-- WHAT TO WORK ON --
How many lines in the listing include the string "TryFrom"? Reply with the number alone.

-- STUDY MATERIAL --

#####

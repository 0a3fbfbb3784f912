// src/error.rs
//! Public error type for the entire crate

use std::path::PathBuf;

use aescrypt_rs::AescryptError;
use thiserror::Error;

#[derive(Error, Debug)]
pub enum VaultError {
    // ── validation ────────────────────────────────────────────
    #[error("item not found: {0}")]
    ItemNotFound(PathBuf),

    #[error("duplicate entry: {0:?} is already in the vault")]
    DuplicateEntry(String),

    #[error("the vault is empty")]
    EmptyVault,

    #[error("the vault is encrypted; password required")]
    PasswordRequired,

    #[error("entry not found in archive: {0:?}")]
    EntryNotFound(String),

    #[error("invalid entry name: {0:?}")]
    InvalidEntryName(String),

    #[error("ledger is empty")]
    EmptyLedger,

    #[error("a vault is already installed (config record at {0})")]
    AlreadyInstalled(PathBuf),

    #[error("operation interrupted")]
    Interrupted,

    // ── representation preconditions ──────────────────────────
    #[error("no archive representation found at {0}")]
    NoArchive(PathBuf),

    #[error("no ciphertext archive present")]
    NoCiphertext,

    #[error("no compressed-plaintext archive present")]
    NoPlaintext,

    // ── config ────────────────────────────────────────────────
    #[error("config error: {0}")]
    Config(String),

    // ── crypto ────────────────────────────────────────────────
    #[error("crypto operation failed: {0}")]
    Crypto(AescryptError),

    #[error("wrong passphrase")]
    WrongPassphrase,

    #[error("passphrase confirmation did not match")]
    PassphraseMismatch,

    // ── state / io ────────────────────────────────────────────
    #[error("ledger/archive mismatch: ledger has {ledger} entries, archive has {archive}")]
    CountMismatch { ledger: usize, archive: usize },

    #[error("IO error: {0}")]
    Io(#[from] std::io::Error),

    // ── the one error after which no guarantee holds ──────────
    #[error("ROLLBACK FAILED, vault may be inconsistent: {0}")]
    FatalRecovery(String),
}

impl From<AescryptError> for VaultError {
    fn from(err: AescryptError) -> Self {
        VaultError::Crypto(err)
    }
}

impl From<tempfile::PersistError> for VaultError {
    fn from(err: tempfile::PersistError) -> Self {
        VaultError::Io(err.error)
    }
}

impl VaultError {
    /// Process exit code for the CLI: 1 validation/config, 2 io/state,
    /// 3 crypto, 4 rollback failure.
    pub fn exit_code(&self) -> u8 {
        use VaultError::*;
        match self {
            ItemNotFound(_) | DuplicateEntry(_) | EmptyVault | PasswordRequired
            | EntryNotFound(_) | InvalidEntryName(_) | EmptyLedger | AlreadyInstalled(_)
            | Interrupted | NoArchive(_) | NoCiphertext | NoPlaintext | Config(_) => 1,
            Io(_) | CountMismatch { .. } => 2,
            Crypto(_) | WrongPassphrase | PassphraseMismatch => 3,
            FatalRecovery(_) => 4,
        }
    }
}

pub type Result<T> = std::result::Result<T, VaultError>;
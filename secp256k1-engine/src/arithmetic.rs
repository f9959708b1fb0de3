//! A pure-Rust implementation of group operations on secp256k1.

pub(crate) mod affine;
pub(crate) mod field;
mod mul;
pub(crate) mod projective;
pub(crate) mod scalar;
pub(crate) mod util;

pub use self::{
    affine::AffinePoint, field::FieldElement, projective::ProjectivePoint, scalar::Scalar,
};

use crate::Secp256k1;
use elliptic_curve::{CurveArithmetic, PrimeCurveArithmetic};

impl CurveArithmetic for Secp256k1 {
    type AffinePoint = AffinePoint;
    type ProjectivePoint = ProjectivePoint;
    type Scalar = Scalar;
}

impl PrimeCurveArithmetic for Secp256k1 {
    type CurveGroup = ProjectivePoint;
}

/// b = 7 in the curve equation y² = x³ + b.
pub(crate) const CURVE_EQUATION_B: FieldElement = FieldElement::from_u64(7);

/// 3b, the multiple of b the complete addition formulas use.
pub(crate) const CURVE_EQUATION_B3: FieldElement = FieldElement::from_u64(21);
//! secp256k1 scalar arithmetic benchmarks

use criterion::{criterion_group, criterion_main, measurement::Measurement, BenchmarkGroup, Criterion};
use hex_literal::hex;
use secp256k1_engine::{ProjectivePoint, Scalar};
use std::hint::black_box;

fn test_scalar_x() -> Scalar {
    Scalar::from_bytes(&hex!(
        "bb488aef416a41d7680d1cf01d70f59b60d7f5f77e30e78b8bf9d2d882f156a6"
    ))
    .unwrap()
}

fn test_scalar_y() -> Scalar {
    Scalar::from_bytes(&hex!(
        "67e2f68071ed8281e8aed6bcf1c5207c5e633722d920afd6ae22d06eeb8035e3"
    ))
    .unwrap()
}

fn bench_point_mul<M: Measurement>(group: &mut BenchmarkGroup<'_, M>) {
    let p = ProjectivePoint::GENERATOR;
    let s = test_scalar_x();
    group.bench_function("point-scalar mul", |b| {
        b.iter(|| &black_box(p) * &black_box(s))
    });
}

fn bench_point_lincomb<M: Measurement>(group: &mut BenchmarkGroup<'_, M>) {
    let p = ProjectivePoint::GENERATOR;
    let q = ProjectivePoint::mul_by_generator(&test_scalar_y());
    let s = test_scalar_x();
    let t = test_scalar_y();
    group.bench_function("lincomb via mul+add", |b| {
        b.iter(|| &black_box(p) * &black_box(s) + &(&black_box(q) * &black_box(t)))
    });
    group.bench_function("lincomb()", |b| {
        b.iter(|| ProjectivePoint::lincomb(&black_box(p), &black_box(s), &black_box(q), &black_box(t)))
    });
}

fn bench_point_mul_by_generator<M: Measurement>(group: &mut BenchmarkGroup<'_, M>) {
    let p = ProjectivePoint::GENERATOR;
    let x = test_scalar_x();

    group.bench_function("mul_by_generator naive", |b| {
        b.iter(|| &black_box(p) * &black_box(x))
    });

    group.bench_function("mul_by_generator", |b| {
        b.iter(|| ProjectivePoint::mul_by_generator(&black_box(x)))
    });
}

fn bench_high_level(c: &mut Criterion) {
    let mut group = c.benchmark_group("high-level operations");
    bench_point_mul(&mut group);
    bench_point_mul_by_generator(&mut group);
    bench_point_lincomb(&mut group);
    group.finish();
}

fn bench_scalar_sub<M: Measurement>(group: &mut BenchmarkGroup<'_, M>) {
    let x = test_scalar_x();
    let y = test_scalar_y();
    group.bench_function("sub", |b| b.iter(|| &black_box(x) - &black_box(y)));
}

fn bench_scalar_add<M: Measurement>(group: &mut BenchmarkGroup<'_, M>) {
    let x = test_scalar_x();
    let y = test_scalar_y();
    group.bench_function("add", |b| b.iter(|| &black_box(x) + &black_box(y)));
}

fn bench_scalar_mul<M: Measurement>(group: &mut BenchmarkGroup<'_, M>) {
    let x = test_scalar_x();
    let y = test_scalar_y();
    group.bench_function("mul", |b| b.iter(|| &black_box(x) * &black_box(y)));
}

fn bench_scalar_negate<M: Measurement>(group: &mut BenchmarkGroup<'_, M>) {
    let x = test_scalar_x();
    group.bench_function("negate", |b| b.iter(|| -black_box(x)));
}

fn bench_scalar_invert<M: Measurement>(group: &mut BenchmarkGroup<'_, M>) {
    let x = test_scalar_x();
    group.bench_function("invert", |b| b.iter(|| black_box(x).invert()));
}

fn bench_scalar(c: &mut Criterion) {
    let mut group = c.benchmark_group("scalar operations");
    bench_scalar_sub(&mut group);
    bench_scalar_add(&mut group);
    bench_scalar_mul(&mut group);
    bench_scalar_negate(&mut group);
    bench_scalar_invert(&mut group);
    group.finish();
}

criterion_group!(benches, bench_high_level, bench_scalar);
criterion_main!(benches);
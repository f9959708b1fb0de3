//! Recoverable signatures.
//!
//! These signatures include an additional [`RecoveryId`] which allows for
//! recovery of the [`VerifyingKey`] which can be used to verify them.
//!
//! This is helpful in cases where a hash/fingerprint of a [`VerifyingKey`]
//! for a given signature is known in advance.

use super::{Signature, SignatureBytes, VerifyingKey};
use crate::{Error, FieldBytes, Result};

/// Recovery identifier: which of the (up to) four candidate points `R`
/// a signature was produced with.
///
/// - bit 0: the y-coordinate of `R` is odd
/// - bit 1: the x-coordinate of `R` was reduced mod n (i.e. `R.x >= n`)
#[derive(Copy, Clone, Debug, Eq, PartialEq, PartialOrd, Ord, Hash)]
pub struct RecoveryId(u8);

impl RecoveryId {
    /// Maximum supported value for the recovery ID (inclusive).
    pub const MAX: u8 = 3;

    /// Create a new [`RecoveryId`] from the following 1-bit arguments:
    ///
    /// - `is_y_odd`: is the y-coordinate of `R` odd?
    /// - `is_x_reduced`: did the x-coordinate of `R` overflow the group order?
    pub const fn new(is_y_odd: bool, is_x_reduced: bool) -> Self {
        Self(((is_x_reduced as u8) << 1) | (is_y_odd as u8))
    }

    /// Did the x-coordinate of `R` overflow the group order?
    pub const fn is_x_reduced(self) -> bool {
        (self.0 & 0b10) != 0
    }

    /// Is the y-coordinate of `R` odd?
    pub const fn is_y_odd(self) -> bool {
        (self.0 & 1) != 0
    }

    /// Convert a `u8` into a [`RecoveryId`].
    pub const fn from_byte(byte: u8) -> Option<Self> {
        if byte <= Self::MAX {
            Some(Self(byte))
        } else {
            None
        }
    }

    /// Convert this [`RecoveryId`] into a `u8`.
    pub const fn to_byte(self) -> u8 {
        self.0
    }

    /// The recovery id of the same signature with `s` negated.
    pub(crate) const fn negate_s(self) -> Self {
        Self(self.0 ^ 1)
    }
}

impl TryFrom<u8> for RecoveryId {
    type Error = Error;

    fn try_from(byte: u8) -> Result<Self> {
        Self::from_byte(byte).ok_or(Error::InvalidEncoding)
    }
}

impl From<RecoveryId> for u8 {
    fn from(id: RecoveryId) -> u8 {
        id.0
    }
}

/// Signature plus [`RecoveryId`], serialized as 65 bytes:
///
/// - `r`: 32-byte integer, big endian
/// - `s`: 32-byte integer, big endian
/// - `v`: 1-byte recovery id
#[derive(Copy, Clone, Debug, Eq, PartialEq)]
pub struct RecoverableSignature {
    signature: Signature,
    recovery_id: RecoveryId,
}

impl RecoverableSignature {
    /// Size of a serialized recoverable signature in bytes.
    pub const BYTE_SIZE: usize = 65;

    /// Pair a signature with a recovery id.
    ///
    /// The id is not checked against the signature; a wrong id makes recovery
    /// produce a different key or fail.
    pub fn new(signature: &Signature, recovery_id: RecoveryId) -> Self {
        Self {
            signature: *signature,
            recovery_id,
        }
    }

    /// Parse a compact 64-byte `r ‖ s` signature together with a recovery id
    /// in `0..=3`.
    pub fn from_compact(bytes: &[u8], recovery_id: u8) -> Result<Self> {
        let signature = Signature::from_slice(bytes)?;
        let recovery_id = RecoveryId::try_from(recovery_id)?;
        Ok(Self::new(&signature, recovery_id))
    }

    /// Parse the 65-byte `r ‖ s ‖ v` serialization.
    pub fn from_bytes(bytes: &[u8]) -> Result<Self> {
        if bytes.len() != Self::BYTE_SIZE {
            return Err(Error::InvalidLength);
        }

        let (compact, id) = bytes.split_at(Signature::BYTE_SIZE);
        Self::from_compact(compact, id[0])
    }

    /// Serialize as 65 bytes: `r ‖ s ‖ v`.
    pub fn to_bytes(&self) -> [u8; Self::BYTE_SIZE] {
        let mut bytes = [0u8; Self::BYTE_SIZE];
        bytes[..Signature::BYTE_SIZE].copy_from_slice(&self.signature.to_bytes());
        bytes[Signature::BYTE_SIZE] = self.recovery_id.to_byte();
        bytes
    }

    /// Serialize as a compact 64-byte signature and a separate recovery id.
    pub fn to_compact(&self) -> (SignatureBytes, RecoveryId) {
        (self.signature.to_bytes(), self.recovery_id)
    }

    /// Drop the recovery id, yielding a plain [`Signature`].
    pub fn signature(&self) -> Signature {
        self.signature
    }

    /// Get the [`RecoveryId`] for this signature.
    pub fn recovery_id(&self) -> RecoveryId {
        self.recovery_id
    }

    /// Recover the [`VerifyingKey`] that produced this signature over `digest`.
    pub fn recover_from_prehash(&self, digest: &FieldBytes) -> Result<VerifyingKey> {
        VerifyingKey::recover_from_prehash(digest, &self.signature, self.recovery_id)
    }
}

impl From<RecoverableSignature> for Signature {
    fn from(sig: RecoverableSignature) -> Signature {
        sig.signature
    }
}

impl From<RecoverableSignature> for [u8; RecoverableSignature::BYTE_SIZE] {
    fn from(sig: RecoverableSignature) -> Self {
        sig.to_bytes()
    }
}

impl TryFrom<&[u8]> for RecoverableSignature {
    type Error = Error;

    fn try_from(bytes: &[u8]) -> Result<Self> {
        Self::from_bytes(bytes)
    }
}
#![no_main]
use libfuzzer_sys::fuzz_target;
use secp256k1_engine::{
    elliptic_curve::sec1::ToEncodedPoint, Error, PublicKey, PublicKeyExt, Scalar, SecretKey,
    SecretKeyExt,
};

fuzz_target!(|data: &[u8]| {
    // Arbitrary SEC1 input must parse cleanly or fail with an error
    let parsed = PublicKey::parse(data);
    if let Ok(public_key) = parsed {
        assert_eq!(PublicKey::from_sec1_bytes(data).ok(), Some(public_key));
        for compress in [true, false] {
            let encoded = public_key.to_encoded_point(compress);
            assert_eq!(PublicKey::parse(encoded.as_bytes()), Ok(public_key));
        }
    }

    if data.len() < 64 {
        return;
    }

    let mut d = [0u8; 32];
    d.copy_from_slice(&data[..32]);
    let mut t = [0u8; 32];
    t.copy_from_slice(&data[32..64]);

    let Ok(secret_key) = SecretKey::parse(&d) else {
        return;
    };
    let tweak = Scalar::from_bytes_reduced(&t);
    let public_key = secret_key.public_key();

    // Tweak homomorphisms
    match secret_key.tweak_add(&tweak) {
        Ok(tweaked) => assert_eq!(Ok(tweaked.public_key()), public_key.tweak_add(&tweak)),
        Err(_) => assert_eq!(public_key.tweak_add(&tweak), Err(Error::InfinityResult)),
    }
    if let Ok(tweaked) = secret_key.tweak_mul(&tweak) {
        assert_eq!(Ok(tweaked.public_key()), public_key.tweak_mul(&tweak));
    }

    // Combination
    let other = SecretKey::from_scalar(tweak).map(|k| k.public_key());
    if let Ok(other) = other {
        assert_eq!(
            PublicKey::combine(&[public_key, other]),
            PublicKey::combine(&[other, public_key])
        );
    }
});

#####

-- TASK ANSWER --
2